Conduit in 3.3x energy exit

The Latin America-focused firm, currently raising Fund III with a $500m target, has now exited all investments from its second energy fund.

Conduit Capital Partners, the Latin America-focused energy infrastructure fund manager, has exited an investment in a Peruvian electric company for 3.3 times the money it invested in it.

The firm sold its 7 percent stake in the company, Lima-based Edegel, for $50 million, according to a statement. The buyer was Inkia Energy, Conduit’s current partner on the investment, Conduit said.
Conduit invested $21 million in Edegel in 2002 from its Latin Power II fund.

In addition to the $29 million profit from the sale, Conduit also said it received about $20 million in distributions from the investment until the time of the sale, according to the statement.

Edegel was the last remaining asset in the Latin Power II fund. Scott Swensen, Conduit’s chairman, said the fund is still open but has no more assets.

“It’s effectively done,” he said.

Fund II was raised in 1998 and closed on $157 million in total commitments. Its successor, Latin Power III, was raised in 2006 and closed on $392 million in total commitments.
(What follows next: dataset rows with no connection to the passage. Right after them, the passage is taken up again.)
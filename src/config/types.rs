//! Configuration types

use crate::Error;
use serde::Deserialize;

/// User-defined configuration (config.toml)
#[derive(Debug, Clone, Default, Deserialize)]
pub struct Config {
    #[serde(default)]
    pub controller: ControllerConfig,
    #[serde(default)]
    pub firewall: FirewallConfig,
    #[serde(default)]
    pub log: LogSection,
}

#[derive(Debug, Clone, Deserialize)]
pub struct ControllerConfig {
    /// Listen address for switch connections
    #[serde(default = "default_listen")]
    pub listen: String,
    /// Policy driving the switches
    #[serde(default)]
    pub policy: PolicyKind,
}

impl Default for ControllerConfig {
    fn default() -> Self {
        Self {
            listen: default_listen(),
            policy: PolicyKind::default(),
        }
    }
}

fn default_listen() -> String {
    "0.0.0.0:6633".to_string()
}

#[derive(Debug, Clone, Copy, PartialEq, Eq, Default, Deserialize)]
#[serde(rename_all = "lowercase")]
pub enum PolicyKind {
    #[default]
    Hub,
    Firewall,
}

impl std::str::FromStr for PolicyKind {
    type Err = Error;

    fn from_str(s: &str) -> Result<Self, Self::Err> {
        match s.to_lowercase().as_str() {
            "hub" => Ok(PolicyKind::Hub),
            "firewall" => Ok(PolicyKind::Firewall),
            other => Err(Error::Config(format!("unknown policy '{}'", other))),
        }
    }
}

#[derive(Debug, Clone, Default, Deserialize)]
pub struct FirewallConfig {
    /// Destination addresses to block
    #[serde(default)]
    pub blacklist: Vec<String>,
    /// Source addresses exempt from blocking
    #[serde(default)]
    pub whitelist: Vec<String>,
    /// Drop rule idle timeout in seconds (0 = permanent)
    #[serde(default)]
    pub idle_timeout: u16,
    /// Drop rule hard timeout in seconds (0 = permanent)
    #[serde(default)]
    pub hard_timeout: u16,
}

#[derive(Debug, Clone, Deserialize)]
pub struct LogSection {
    #[serde(default = "default_log_level")]
    pub level: String,
    #[serde(default = "default_log_format")]
    pub format: String,
}

impl Default for LogSection {
    fn default() -> Self {
        Self {
            level: default_log_level(),
            format: default_log_format(),
        }
    }
}

fn default_log_level() -> String {
    "info".to_string()
}

fn default_log_format() -> String {
    "pretty".to_string()
}

#[cfg(test)]
mod tests {
    use super::*;

    #[test]
    fn test_empty_config_uses_defaults() {
        let config: Config = toml::from_str("").unwrap();
        assert_eq!(config.controller.listen, "0.0.0.0:6633");
        assert_eq!(config.controller.policy, PolicyKind::Hub);
        assert!(config.firewall.blacklist.is_empty());
        assert_eq!(config.firewall.idle_timeout, 0);
        assert_eq!(config.log.level, "info");
    }

    #[test]
    fn test_parse_full_config() {
        let config: Config = toml::from_str(
            r#"
            [controller]
            listen = "127.0.0.1:6653"
            policy = "firewall"

            [firewall]
            blacklist = ["10.0.0.5", "10.0.0.6"]
            whitelist = ["1.1.1.1"]
            idle_timeout = 30

            [log]
            level = "debug"
            format = "json"
            "#,
        )
        .unwrap();

        assert_eq!(config.controller.listen, "127.0.0.1:6653");
        assert_eq!(config.controller.policy, PolicyKind::Firewall);
        assert_eq!(config.firewall.blacklist, vec!["10.0.0.5", "10.0.0.6"]);
        assert_eq!(config.firewall.whitelist, vec!["1.1.1.1"]);
        assert_eq!(config.firewall.idle_timeout, 30);
        assert_eq!(config.firewall.hard_timeout, 0);
        assert_eq!(config.log.level, "debug");
        assert_eq!(config.log.format, "json");
    }

    #[test]
    fn test_policy_from_str() {
        assert_eq!("hub".parse::<PolicyKind>().unwrap(), PolicyKind::Hub);
        assert_eq!(
            "Firewall".parse::<PolicyKind>().unwrap(),
            PolicyKind::Firewall
        );
        assert!("l2-learning".parse::<PolicyKind>().is_err());
    }
}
Latin Power III is now 90 percent committed, Conduit said in the statement.

Infrastructure Investor recently learned from a market source that Conduit is already busy raising a successor fund, Latin Power IV, targeting $500 million.

Swenson declined to comment on anything related to Fund IV.

Latin Power III’s largest investment is in Kuntur, a $3 billion gas and liquids pipeline development in Peru. Conduit has invested $94 million in the project through Latin Power III and owns a 100 percent equity stake in the company.The project will build two pipelines totaling 1,100 kilometers in the South of Peru.

Conduit may already have a ready-and-willing buyer for the Kuntur. In March, infrastructure developer Odebrecht signed an agreement that gave it an option to purchase a 51 percent stake in the project at a future date in exchange for funding development studies Kuntur needed to complete.

“There are a number of other strategics that are interested in acquiring an interest as well,” Swensen said.